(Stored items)

::::

//! # Audio Stream Backend - Main Application Entry Point
//!
//! Sets up an Actix-web HTTP server that serves the audio streaming protocol:
//!
//! - `GET /ws/audio`: WebSocket upgrade, one streaming session per connection
//! - `GET /health`: service status with streaming counters
//!
//! ## Key Rust Concepts Used:
//! - **async/await**: The entire application is asynchronous
//! - **Result<T, E>**: Startup failures bubble up through `anyhow::Result`
//! - **static**: A global shutdown flag shared with the signal handler task

use actix_cors::Cors;
use actix_web::{web, App, HttpServer};
use anyhow::Result;
use audio_stream_backend::audio::model::from_config as build_model;
use audio_stream_backend::config::AppConfig;
use audio_stream_backend::configure_routes;
use audio_stream_backend::state::AppState;
use std::sync::atomic::{AtomicBool, Ordering};
use tracing::{error, info};
use tracing_actix_web::TracingLogger;
use tracing_subscriber::{layer::SubscriberExt, util::SubscriberInitExt};

/// Global shutdown signal, set by the signal handler task.
static SHUTDOWN_SIGNAL: AtomicBool = AtomicBool::new(false);

/// The main application entry point.
///
/// ## What this function does:
/// 1. **Loads configuration** from files and environment variables
/// 2. **Sets up logging** for debugging and monitoring
/// 3. **Builds the model** named in the configuration
/// 4. **Configures the HTTP server** with middleware and routes
/// 5. **Handles graceful shutdown** when receiving system signals
#[actix_web::main]
async fn main() -> Result<()> {
    // Load environment variables from .env file (if it exists)
    dotenv::dotenv().ok();

    init_tracing()?;

    let config = AppConfig::load()?;
    config.validate()?;

    info!("Starting audio-stream-backend v{}", env!("CARGO_PKG_VERSION"));
    info!("Configuration loaded: {}:{}", config.server.host, config.server.port);

    let model = build_model(&config.model)?;
    info!(
        model = model.name(),
        timeout_ms = config.streaming.model_timeout_ms,
        "Audio model ready"
    );

    let bind_addr = format!("{}:{}", config.server.host, config.server.port);
    let app_state = AppState::new(config, model);

    setup_signal_handlers()?;

    info!("Starting HTTP server on {}", bind_addr);

    let server = HttpServer::new(move || {
        let cors = Cors::default()
            .allow_any_origin()
            .allow_any_method()
            .allow_any_header()
            .max_age(3600);

        App::new()
            .app_data(web::Data::new(app_state.clone()))
            .wrap(cors)
            .wrap(TracingLogger::default())
            .configure(configure_routes)
    })
    .bind(&bind_addr)?
    .run();

    let server_handle = server.handle();
    let server_task = tokio::spawn(server);

    // Wait for either the server to finish OR a shutdown signal
    tokio::select! {
        result = server_task => {
            match result {
                Ok(Err(e)) => error!("Server error: {}", e),
                Err(e) => error!("Server task error: {}", e),
                Ok(Ok(())) => {}
            }
        }
        _ = wait_for_shutdown() => {
            info!("Shutdown signal received, stopping server...");
            // Stopping the server stops every connection actor, which closes its session
            server_handle.stop(true).await;
        }
    }

    info!("Server stopped gracefully");
    Ok(())
}

/// Initialize the tracing (logging) system.
///
/// ## Environment Variables:
/// - `RUST_LOG`: Controls what gets logged (e.g., "info", "audio_stream_backend=trace")
/// - If not set, defaults to "audio_stream_backend=debug,actix_web=info"
fn init_tracing() -> Result<()> {
    tracing_subscriber::registry()
        .with(
            tracing_subscriber::EnvFilter::try_from_default_env()
                .unwrap_or_else(|_| "audio_stream_backend=debug,actix_web=info".into()),
        )
        .with(tracing_subscriber::fmt::layer())
        .init();

    Ok(())
}

/// Set up signal handlers for graceful shutdown (SIGTERM and SIGINT).
fn setup_signal_handlers() -> Result<()> {
    use tokio::signal::unix::{signal, SignalKind};

    let mut sigterm = signal(SignalKind::terminate())?;
    let mut sigint = signal(SignalKind::interrupt())?;

    tokio::spawn(async move {
        tokio::select! {
            _ = sigterm.recv() => {
                info!("Received SIGTERM");
            }
            _ = sigint.recv() => {
                info!("Received SIGINT");
            }
        }

        SHUTDOWN_SIGNAL.store(true, Ordering::SeqCst);
    });

    Ok(())
}

/// Wait for the shutdown signal to be set, polling every 100ms.
async fn wait_for_shutdown() {
    while !SHUTDOWN_SIGNAL.load(Ordering::SeqCst) {
        tokio::time::sleep(tokio::time::Duration::from_millis(100)).await;
    }
}
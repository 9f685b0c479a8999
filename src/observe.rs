//! # Observability Hook
//!
//! The transport adapter and the session machine never log through globals; they
//! report [`StreamEvent`]s to a [`StreamObserver`] handed to them at construction.
//! Production uses [`TracingObserver`], which turns events into structured
//! `tracing` records and bumps the shared [`StreamMetrics`].

use crate::error::StreamError;
use crate::session::SessionState;
use crate::state::StreamMetrics;
use std::sync::Arc;
use tracing::{debug, info, warn};

/// Why a chunk or frame was discarded.
#[derive(Debug, Clone, Copy, PartialEq, Eq)]
pub enum DropReason {
    /// The job's input queue was full; the oldest queued chunk was evicted
    JobQueueFull,
    /// The outbound buffer was saturated; the oldest unsent audio-response was evicted
    OutboundSaturated,
}

impl DropReason {
    pub fn as_str(&self) -> &'static str {
        match self {
            DropReason::JobQueueFull => "job_queue_full",
            DropReason::OutboundSaturated => "outbound_saturated",
        }
    }
}

/// Everything worth recording about a session.
#[derive(Debug, Clone, Copy)]
pub enum StreamEvent<'a> {
    ConnectionOpened,
    ConnectionClosed,
    StateChanged { from: SessionState, to: SessionState },
    JobStarted { job_id: &'a str },
    JobStopped { job_id: &'a str, processed: u64, failed: u64, dropped: u64, age_ms: u64 },
    ChunkReceived { job_id: &'a str, samples: usize, duration_ms: f64 },
    ChunkProcessed { job_id: &'a str, elapsed_ms: u64 },
    ChunkFailed { job_id: &'a str, error: &'a StreamError },
    ChunkDropped { reason: DropReason },
    StaleResult { job_id: &'a str },
    SynthesisStarted { request_id: &'a str, chars: usize },
    SynthesisFinished { request_id: &'a str, chunks: usize, elapsed_ms: u64 },
    SynthesisFailed { request_id: &'a str, error: &'a StreamError },
    EnvelopeRejected { error: &'a StreamError },
    UnknownEnvelope { kind: &'a str },
    SendSkipped { kind: &'a str },
}

/// Sink for stream events. Implementations must be cheap; they run on the
/// connection's event loop.
pub trait StreamObserver: Send + Sync {
    fn record(&self, session_id: &str, event: StreamEvent<'_>);
}

/// Observer that logs with `tracing` and updates the shared counters.
pub struct TracingObserver {
    metrics: Arc<StreamMetrics>,
}

impl TracingObserver {
    pub fn new(metrics: Arc<StreamMetrics>) -> Self {
        Self { metrics }
    }
}

impl StreamObserver for TracingObserver {
    fn record(&self, session_id: &str, event: StreamEvent<'_>) {
        let m = &self.metrics;
        match event {
            StreamEvent::ConnectionOpened => {
                m.connection_opened();
                info!(session_id, "Connection opened");
            }
            StreamEvent::ConnectionClosed => {
                m.connection_closed();
                info!(session_id, "Connection closed");
            }
            StreamEvent::StateChanged { from, to } => {
                debug!(session_id, from = from.as_str(), to = to.as_str(), "Session state changed");
            }
            StreamEvent::JobStarted { job_id } => {
                StreamMetrics::incr(&m.jobs_started);
                info!(session_id, job_id, "Streaming job started");
            }
            StreamEvent::JobStopped {
                job_id,
                processed,
                failed,
                dropped,
                age_ms,
            } => {
                info!(session_id, job_id, processed, failed, dropped, age_ms, "Streaming job stopped");
            }
            StreamEvent::ChunkReceived {
                job_id,
                samples,
                duration_ms,
            } => {
                StreamMetrics::incr(&m.chunks_received);
                debug!(session_id, job_id, samples, duration_ms, "Chunk received");
            }
            StreamEvent::ChunkProcessed { job_id, elapsed_ms } => {
                StreamMetrics::incr(&m.chunks_processed);
                debug!(session_id, job_id, elapsed_ms, "Chunk processed");
            }
            StreamEvent::ChunkFailed { job_id, error } => {
                StreamMetrics::incr(&m.chunks_failed);
                warn!(session_id, job_id, error = %error, "Chunk processing failed");
            }
            StreamEvent::ChunkDropped { reason } => {
                match reason {
                    DropReason::JobQueueFull => StreamMetrics::incr(&m.chunks_dropped),
                    DropReason::OutboundSaturated => StreamMetrics::incr(&m.frames_evicted),
                }
                warn!(session_id, reason = reason.as_str(), "Dropped audio chunk");
            }
            StreamEvent::StaleResult { job_id } => {
                debug!(session_id, job_id, "Discarding result for a finished job");
            }
            StreamEvent::SynthesisStarted { request_id, chars } => {
                info!(session_id, request_id, chars, "Speech synthesis started");
            }
            StreamEvent::SynthesisFinished {
                request_id,
                chunks,
                elapsed_ms,
            } => {
                StreamMetrics::incr(&m.syntheses_completed);
                info!(session_id, request_id, chunks, elapsed_ms, "Speech synthesis finished");
            }
            StreamEvent::SynthesisFailed { request_id, error } => {
                StreamMetrics::incr(&m.syntheses_failed);
                warn!(session_id, request_id, error = %error, "Speech synthesis failed");
            }
            StreamEvent::EnvelopeRejected { error } => {
                StreamMetrics::incr(&m.envelopes_rejected);
                warn!(session_id, kind = error.kind(), error = %error, "Envelope rejected");
            }
            StreamEvent::UnknownEnvelope { kind } => {
                warn!(session_id, kind, "Dropping envelope of unknown type");
            }
            StreamEvent::SendSkipped { kind } => {
                warn!(session_id, kind, "Socket not open, envelope not sent");
            }
        }
    }
}

/// Observer that remembers event names, for assertions in tests.
#[cfg(test)]
#[derive(Default)]
pub struct RecordingObserver {
    events: std::sync::Mutex<Vec<String>>,
}

#[cfg(test)]
impl RecordingObserver {
    pub fn events(&self) -> Vec<String> {
        self.events.lock().unwrap().clone()
    }

    pub fn count(&self, name: &str) -> usize {
        self.events().iter().filter(|e| e.as_str() == name).count()
    }
}

#[cfg(test)]
impl StreamObserver for RecordingObserver {
    fn record(&self, _session_id: &str, event: StreamEvent<'_>) {
        let name = match event {
            StreamEvent::ConnectionOpened => "connection_opened".to_string(),
            StreamEvent::ConnectionClosed => "connection_closed".to_string(),
            StreamEvent::StateChanged { to, .. } => format!("state:{}", to.as_str()),
            StreamEvent::JobStarted { .. } => "job_started".to_string(),
            StreamEvent::JobStopped { .. } => "job_stopped".to_string(),
            StreamEvent::ChunkReceived { .. } => "chunk_received".to_string(),
            StreamEvent::ChunkProcessed { .. } => "chunk_processed".to_string(),
            StreamEvent::ChunkFailed { .. } => "chunk_failed".to_string(),
            StreamEvent::ChunkDropped { reason } => format!("dropped:{}", reason.as_str()),
            StreamEvent::StaleResult { .. } => "stale_result".to_string(),
            StreamEvent::SynthesisStarted { .. } => "synthesis_started".to_string(),
            StreamEvent::SynthesisFinished { .. } => "synthesis_finished".to_string(),
            StreamEvent::SynthesisFailed { .. } => "synthesis_failed".to_string(),
            StreamEvent::EnvelopeRejected { error } => format!("rejected:{}", error.kind()),
            StreamEvent::UnknownEnvelope { .. } => "unknown_envelope".to_string(),
            StreamEvent::SendSkipped { .. } => "send_skipped".to_string(),
        };
        self.events.lock().unwrap().push(name);
    }
}
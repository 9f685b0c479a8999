//! Playback side of the client: where decoded response audio ends up.

use crate::audio::NativeBuffer;
use crate::error::{StreamError, StreamResult};
use anyhow::{anyhow, Result};
use std::fs::File;
use std::path::Path;

/// Consumer of decoded audio (a speaker, a file, a test buffer).
pub trait PlaybackSink {
    fn play(&mut self, buffer: &NativeBuffer) -> StreamResult<()>;
}

/// Collects mono audio in memory and writes it out as a 32-bit float WAV file.
#[derive(Debug, Default)]
pub struct WavRecorder {
    sample_rate: Option<u32>,
    samples: Vec<f32>,
}

impl WavRecorder {
    pub fn new() -> Self {
        Self::default()
    }

    pub fn sample_rate(&self) -> Option<u32> {
        self.sample_rate
    }

    pub fn samples(&self) -> &[f32] {
        &self.samples
    }

    pub fn duration_ms(&self) -> f64 {
        match self.sample_rate {
            Some(rate) if rate > 0 => self.samples.len() as f64 * 1000.0 / rate as f64,
            _ => 0.0,
        }
    }

    /// Write everything recorded so far.
    pub fn write_to(&self, path: impl AsRef<Path>) -> Result<()> {
        let rate = self
            .sample_rate
            .ok_or_else(|| anyhow!("nothing has been recorded"))?;

        let header = wav::Header::new(wav::WAV_FORMAT_IEEE_FLOAT, 1, rate, 32);
        let mut file = File::create(path.as_ref())?;
        wav::write(
            header,
            &wav::BitDepth::ThirtyTwoFloat(self.samples.clone()),
            &mut file,
        )?;
        Ok(())
    }
}

impl PlaybackSink for WavRecorder {
    /// Appends channel 0. All buffers must share one sample rate.
    fn play(&mut self, buffer: &NativeBuffer) -> StreamResult<()> {
        let Some(channel) = buffer.channel(0) else {
            return Ok(());
        };

        match self.sample_rate {
            None => self.sample_rate = Some(buffer.sample_rate),
            Some(rate) if rate != buffer.sample_rate => {
                return Err(StreamError::Codec(format!(
                    "cannot record {} Hz audio into a {} Hz recording",
                    buffer.sample_rate, rate
                )));
            }
            Some(_) => {}
        }

        self.samples.extend_from_slice(channel);
        Ok(())
    }
}

#[cfg(test)]
mod tests {
    use super::*;

    #[test]
    fn test_recorder_rejects_rate_changes() {
        let mut recorder = WavRecorder::new();
        recorder.play(&NativeBuffer::mono(16000, vec![0.1; 160])).unwrap();
        recorder.play(&NativeBuffer::mono(16000, vec![0.2; 160])).unwrap();

        assert_eq!(recorder.samples().len(), 320);
        assert!((recorder.duration_ms() - 20.0).abs() < 1e-9);
        assert!(recorder.play(&NativeBuffer::mono(44100, vec![0.0; 10])).is_err());
    }

    #[test]
    fn test_write_float_wav() {
        let mut recorder = WavRecorder::new();
        recorder.play(&NativeBuffer::mono(22050, vec![0.5, -0.5, 0.25])).unwrap();

        let path = std::env::temp_dir().join(format!("recording-{}.wav", uuid::Uuid::new_v4()));
        recorder.write_to(&path).unwrap();

        let mut file = File::open(&path).unwrap();
        let (header, data) = wav::read(&mut file).unwrap();
        std::fs::remove_file(&path).ok();

        assert_eq!(header.sampling_rate, 22050);
        assert_eq!(header.channel_count, 1);
        match data {
            wav::BitDepth::ThirtyTwoFloat(samples) => assert_eq!(samples, vec![0.5, -0.5, 0.25]),
            _ => panic!("expected 32-bit float samples"),
        }
    }

    #[test]
    fn test_empty_recorder_cannot_be_written() {
        let path = std::env::temp_dir().join("never-written.wav");
        assert!(WavRecorder::new().write_to(&path).is_err());
    }
}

::::

» PROBLEM REQUIREMENTS
Where in the entries does the word "Some" occur? Copy out each line that has it.

» RESULT
            Some(rate) if rate > 0 => self.samples.len() as f64 * 1000.0 / rate as f64,
        let Some(channel) = buffer.channel(0) else {
            None => self.sample_rate = Some(buffer.sample_rate),
            Some(rate) if rate != buffer.sample_rate => {
            Some(_) => {}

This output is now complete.